On November 3, 2011 more than 5,000 Haitians, victims, relatives and/or parties entitled of victims of cholera, have denounced the Organization of the United Nations (UN) and the United Nations Mission for the stabilization in Haiti (MINUSTAH) for any damage or loss caused by the introduction of the cholera epidemic in Haiti in October 2010. Since then, the cholera epidemic, which is still in progress, has killed more than 6,600 haitians and infected about 475,000.

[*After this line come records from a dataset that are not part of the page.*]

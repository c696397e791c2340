mod backend;
mod backends;
mod registry;
mod result;

pub use backend::{InferenceEngine, ModelLoader, TrackParams};
pub use backends::{SyntheticEngine, SyntheticLoader};
pub use registry::LoaderRegistry;
pub use result::{BoundingBox, TrackedDetection};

The first requests, after the publication at the beginning of May 2011 of the Final Report of the independent panel of experts on the cholera outbreak in Haiti commissioned by the UN, were made at the end of June by the Haitian organizations Plateforme Haïtienne de Plaidoyer pour un Développement Alternatif (PAPDA) and Solidarité des Femmes Haitiennes (SOFA), which have asked that, in addition to reparations, the military components and the police of MINUSTAH become agents of local development for the construction of the health infrastructures and the water purification in the country.

In mid October, on the occasion of the umpteenth renewal of the annual mandate of MINUSTAH by the UN Security Council, there were huge demonstrations in various cities of Haiti to demand the withdrawal of MINUSTAH, quartered in Haiti since 2004 (not since the earthquake of 2010) and now sensed by the population as an occupying force as well as a cause of murder and rape, even as the bearer of the epidemic.

At the beginning of November, with the support of the Institute for Justice and Democracy in Haiti (IJDH) and of the Bureau des Avo­cats Inter­na­tionaux (BAI), more than 5,000 victims have denounced the UN and MINUSTAH asking for individual reparations, public apologies, medical treatment of current and future victims and the construction of health infrastructures and water purification.

Colonialism Reparation asks that these requests become part of the annual program that the Haitian government is drawing up during these weeks and that the Prime minister Garry Conille undertook to submit to the country by the end of November.